What you need to do | Go line by line through the entries below and copy those containing the string "AtomicUsize".

Dataset content |
....

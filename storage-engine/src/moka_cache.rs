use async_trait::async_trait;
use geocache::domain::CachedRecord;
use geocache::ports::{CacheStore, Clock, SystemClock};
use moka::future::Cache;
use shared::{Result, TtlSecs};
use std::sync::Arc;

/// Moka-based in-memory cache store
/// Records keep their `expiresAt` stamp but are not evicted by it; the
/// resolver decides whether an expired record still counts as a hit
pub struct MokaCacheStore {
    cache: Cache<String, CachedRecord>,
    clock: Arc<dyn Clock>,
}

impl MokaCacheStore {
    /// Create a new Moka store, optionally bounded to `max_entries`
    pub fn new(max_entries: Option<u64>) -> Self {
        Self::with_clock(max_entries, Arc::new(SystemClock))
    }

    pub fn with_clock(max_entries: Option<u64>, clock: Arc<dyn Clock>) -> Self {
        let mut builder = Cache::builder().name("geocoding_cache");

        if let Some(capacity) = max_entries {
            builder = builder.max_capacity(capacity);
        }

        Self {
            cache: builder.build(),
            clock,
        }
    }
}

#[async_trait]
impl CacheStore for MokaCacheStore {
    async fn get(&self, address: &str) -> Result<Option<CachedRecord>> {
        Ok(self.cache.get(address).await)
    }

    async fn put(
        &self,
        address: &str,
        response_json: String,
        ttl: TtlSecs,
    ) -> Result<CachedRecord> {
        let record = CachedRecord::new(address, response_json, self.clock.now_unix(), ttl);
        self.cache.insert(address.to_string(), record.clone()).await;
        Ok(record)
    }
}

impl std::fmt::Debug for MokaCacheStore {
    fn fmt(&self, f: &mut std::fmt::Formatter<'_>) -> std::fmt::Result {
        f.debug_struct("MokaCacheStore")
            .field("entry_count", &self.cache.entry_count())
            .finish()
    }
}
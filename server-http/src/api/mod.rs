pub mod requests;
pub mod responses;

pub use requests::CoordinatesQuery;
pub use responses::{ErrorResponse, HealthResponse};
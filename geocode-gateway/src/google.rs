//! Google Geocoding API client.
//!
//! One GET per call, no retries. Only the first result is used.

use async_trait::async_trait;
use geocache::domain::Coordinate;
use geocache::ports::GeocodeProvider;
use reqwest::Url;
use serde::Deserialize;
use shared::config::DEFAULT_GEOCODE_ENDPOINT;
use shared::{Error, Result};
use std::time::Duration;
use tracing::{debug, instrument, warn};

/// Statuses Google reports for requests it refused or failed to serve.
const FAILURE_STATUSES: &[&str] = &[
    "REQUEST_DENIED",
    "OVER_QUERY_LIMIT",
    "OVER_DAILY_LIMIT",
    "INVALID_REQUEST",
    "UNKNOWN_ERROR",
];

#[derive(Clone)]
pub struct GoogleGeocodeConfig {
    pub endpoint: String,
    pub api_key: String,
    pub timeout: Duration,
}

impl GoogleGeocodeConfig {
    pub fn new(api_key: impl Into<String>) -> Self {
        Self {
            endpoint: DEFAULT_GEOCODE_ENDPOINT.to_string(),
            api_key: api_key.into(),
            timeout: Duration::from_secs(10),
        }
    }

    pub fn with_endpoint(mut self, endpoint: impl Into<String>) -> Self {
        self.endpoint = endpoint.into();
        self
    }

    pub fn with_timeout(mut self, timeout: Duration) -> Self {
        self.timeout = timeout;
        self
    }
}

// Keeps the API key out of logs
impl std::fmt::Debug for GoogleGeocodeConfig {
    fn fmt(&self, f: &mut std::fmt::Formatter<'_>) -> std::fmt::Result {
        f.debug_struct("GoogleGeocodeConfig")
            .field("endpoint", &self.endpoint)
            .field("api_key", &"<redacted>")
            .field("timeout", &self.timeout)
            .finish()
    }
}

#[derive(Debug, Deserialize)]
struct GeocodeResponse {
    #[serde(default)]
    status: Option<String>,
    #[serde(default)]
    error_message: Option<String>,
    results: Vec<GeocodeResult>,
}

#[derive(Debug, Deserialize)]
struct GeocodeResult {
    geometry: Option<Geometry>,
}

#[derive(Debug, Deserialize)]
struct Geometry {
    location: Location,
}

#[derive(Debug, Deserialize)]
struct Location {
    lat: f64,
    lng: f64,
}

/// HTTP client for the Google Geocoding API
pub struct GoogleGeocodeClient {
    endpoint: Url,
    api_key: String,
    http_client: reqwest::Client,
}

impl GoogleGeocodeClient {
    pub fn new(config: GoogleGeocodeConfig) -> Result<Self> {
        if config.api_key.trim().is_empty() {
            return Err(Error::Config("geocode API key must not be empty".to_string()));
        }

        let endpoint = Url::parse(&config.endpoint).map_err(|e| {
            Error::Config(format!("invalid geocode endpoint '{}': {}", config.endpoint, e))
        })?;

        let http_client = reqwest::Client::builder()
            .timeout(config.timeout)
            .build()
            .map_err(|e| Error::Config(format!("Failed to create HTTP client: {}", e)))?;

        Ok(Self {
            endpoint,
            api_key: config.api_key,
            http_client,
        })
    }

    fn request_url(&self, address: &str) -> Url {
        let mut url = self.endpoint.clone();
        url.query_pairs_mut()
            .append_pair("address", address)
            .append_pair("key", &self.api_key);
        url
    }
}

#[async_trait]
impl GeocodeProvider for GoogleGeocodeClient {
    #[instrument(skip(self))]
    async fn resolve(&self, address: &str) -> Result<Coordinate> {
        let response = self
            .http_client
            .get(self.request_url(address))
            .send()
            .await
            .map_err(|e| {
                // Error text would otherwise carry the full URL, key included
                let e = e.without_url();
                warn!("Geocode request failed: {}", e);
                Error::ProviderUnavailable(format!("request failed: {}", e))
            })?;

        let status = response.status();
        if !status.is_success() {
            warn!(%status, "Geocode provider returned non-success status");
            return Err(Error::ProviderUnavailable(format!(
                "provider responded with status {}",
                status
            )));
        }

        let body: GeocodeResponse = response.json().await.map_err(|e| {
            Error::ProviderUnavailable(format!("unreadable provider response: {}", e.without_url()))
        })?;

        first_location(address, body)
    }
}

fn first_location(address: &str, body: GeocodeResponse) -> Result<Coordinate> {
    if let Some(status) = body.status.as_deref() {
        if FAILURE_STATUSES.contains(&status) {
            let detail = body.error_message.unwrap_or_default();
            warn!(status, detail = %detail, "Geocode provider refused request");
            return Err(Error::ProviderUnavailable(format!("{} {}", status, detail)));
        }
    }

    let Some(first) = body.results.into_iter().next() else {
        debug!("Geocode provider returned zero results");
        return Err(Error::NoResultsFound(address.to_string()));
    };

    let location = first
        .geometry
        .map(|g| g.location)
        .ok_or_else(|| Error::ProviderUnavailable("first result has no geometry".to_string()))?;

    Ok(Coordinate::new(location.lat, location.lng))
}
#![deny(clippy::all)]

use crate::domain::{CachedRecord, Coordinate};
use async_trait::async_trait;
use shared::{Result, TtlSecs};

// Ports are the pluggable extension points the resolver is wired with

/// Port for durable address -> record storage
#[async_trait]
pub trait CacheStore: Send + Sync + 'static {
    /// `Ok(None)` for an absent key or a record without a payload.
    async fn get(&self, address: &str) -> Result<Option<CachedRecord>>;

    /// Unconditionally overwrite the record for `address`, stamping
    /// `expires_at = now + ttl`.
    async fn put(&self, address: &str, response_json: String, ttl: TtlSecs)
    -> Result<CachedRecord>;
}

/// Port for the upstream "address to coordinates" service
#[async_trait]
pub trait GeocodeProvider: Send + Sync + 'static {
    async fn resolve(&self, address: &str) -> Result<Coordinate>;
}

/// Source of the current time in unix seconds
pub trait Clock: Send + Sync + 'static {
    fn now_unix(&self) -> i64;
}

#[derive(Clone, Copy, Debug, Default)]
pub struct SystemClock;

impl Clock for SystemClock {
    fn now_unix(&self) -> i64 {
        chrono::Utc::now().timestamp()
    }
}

....

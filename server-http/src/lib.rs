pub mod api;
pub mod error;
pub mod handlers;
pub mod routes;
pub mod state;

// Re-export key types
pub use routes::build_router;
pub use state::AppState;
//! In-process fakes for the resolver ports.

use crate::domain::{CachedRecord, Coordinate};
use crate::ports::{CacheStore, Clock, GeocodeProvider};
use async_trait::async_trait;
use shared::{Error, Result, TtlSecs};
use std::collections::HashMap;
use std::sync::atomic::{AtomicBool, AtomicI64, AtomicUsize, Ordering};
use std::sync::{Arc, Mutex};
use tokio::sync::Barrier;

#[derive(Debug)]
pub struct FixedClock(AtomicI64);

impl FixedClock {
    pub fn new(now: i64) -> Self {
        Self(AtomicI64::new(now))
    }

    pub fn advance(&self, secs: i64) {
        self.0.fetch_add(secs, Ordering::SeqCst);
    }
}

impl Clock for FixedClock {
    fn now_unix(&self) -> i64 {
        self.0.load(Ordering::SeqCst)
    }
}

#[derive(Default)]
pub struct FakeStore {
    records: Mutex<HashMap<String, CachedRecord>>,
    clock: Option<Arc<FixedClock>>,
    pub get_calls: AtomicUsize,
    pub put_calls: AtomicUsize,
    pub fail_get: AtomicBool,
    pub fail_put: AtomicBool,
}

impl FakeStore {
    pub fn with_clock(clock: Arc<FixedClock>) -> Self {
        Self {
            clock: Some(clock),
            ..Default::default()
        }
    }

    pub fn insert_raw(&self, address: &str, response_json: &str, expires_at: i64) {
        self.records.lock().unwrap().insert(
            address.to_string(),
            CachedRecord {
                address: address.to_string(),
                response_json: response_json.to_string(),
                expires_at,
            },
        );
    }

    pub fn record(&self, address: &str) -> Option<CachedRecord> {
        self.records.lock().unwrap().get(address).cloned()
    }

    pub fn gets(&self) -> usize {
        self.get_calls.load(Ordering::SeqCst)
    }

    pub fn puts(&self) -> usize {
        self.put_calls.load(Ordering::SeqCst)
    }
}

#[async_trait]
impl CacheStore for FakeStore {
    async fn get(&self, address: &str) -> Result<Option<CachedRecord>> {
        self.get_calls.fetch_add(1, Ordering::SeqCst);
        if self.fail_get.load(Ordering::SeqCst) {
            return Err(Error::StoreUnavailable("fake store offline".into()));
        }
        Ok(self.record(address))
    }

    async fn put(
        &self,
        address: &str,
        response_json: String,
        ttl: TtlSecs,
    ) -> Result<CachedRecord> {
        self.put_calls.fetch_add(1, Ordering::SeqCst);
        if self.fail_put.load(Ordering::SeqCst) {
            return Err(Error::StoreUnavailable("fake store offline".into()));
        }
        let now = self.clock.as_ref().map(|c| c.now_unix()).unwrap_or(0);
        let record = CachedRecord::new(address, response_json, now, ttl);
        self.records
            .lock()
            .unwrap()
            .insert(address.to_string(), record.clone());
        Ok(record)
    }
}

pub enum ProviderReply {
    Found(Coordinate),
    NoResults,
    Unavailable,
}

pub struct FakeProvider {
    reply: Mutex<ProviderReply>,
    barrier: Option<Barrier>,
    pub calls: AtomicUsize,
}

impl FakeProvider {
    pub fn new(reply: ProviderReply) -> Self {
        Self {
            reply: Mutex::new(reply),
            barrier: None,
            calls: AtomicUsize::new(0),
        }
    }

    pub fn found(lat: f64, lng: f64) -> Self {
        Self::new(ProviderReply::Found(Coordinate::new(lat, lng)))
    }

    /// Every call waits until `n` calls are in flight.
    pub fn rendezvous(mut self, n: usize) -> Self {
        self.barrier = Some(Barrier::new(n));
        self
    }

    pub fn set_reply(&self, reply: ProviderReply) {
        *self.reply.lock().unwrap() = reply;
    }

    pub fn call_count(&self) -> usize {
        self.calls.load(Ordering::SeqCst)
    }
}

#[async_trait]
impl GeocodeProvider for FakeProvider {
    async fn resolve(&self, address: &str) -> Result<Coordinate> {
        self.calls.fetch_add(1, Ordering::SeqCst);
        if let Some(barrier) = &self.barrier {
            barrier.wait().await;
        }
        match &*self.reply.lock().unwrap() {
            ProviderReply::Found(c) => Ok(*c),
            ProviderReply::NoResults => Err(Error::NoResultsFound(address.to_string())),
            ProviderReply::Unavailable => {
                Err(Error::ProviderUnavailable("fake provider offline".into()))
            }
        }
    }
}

....

Answer box |
use std::sync::atomic::{AtomicBool, AtomicI64, AtomicUsize, Ordering};
    pub get_calls: AtomicUsize,
    pub put_calls: AtomicUsize,
    pub calls: AtomicUsize,
            calls: AtomicUsize::new(0),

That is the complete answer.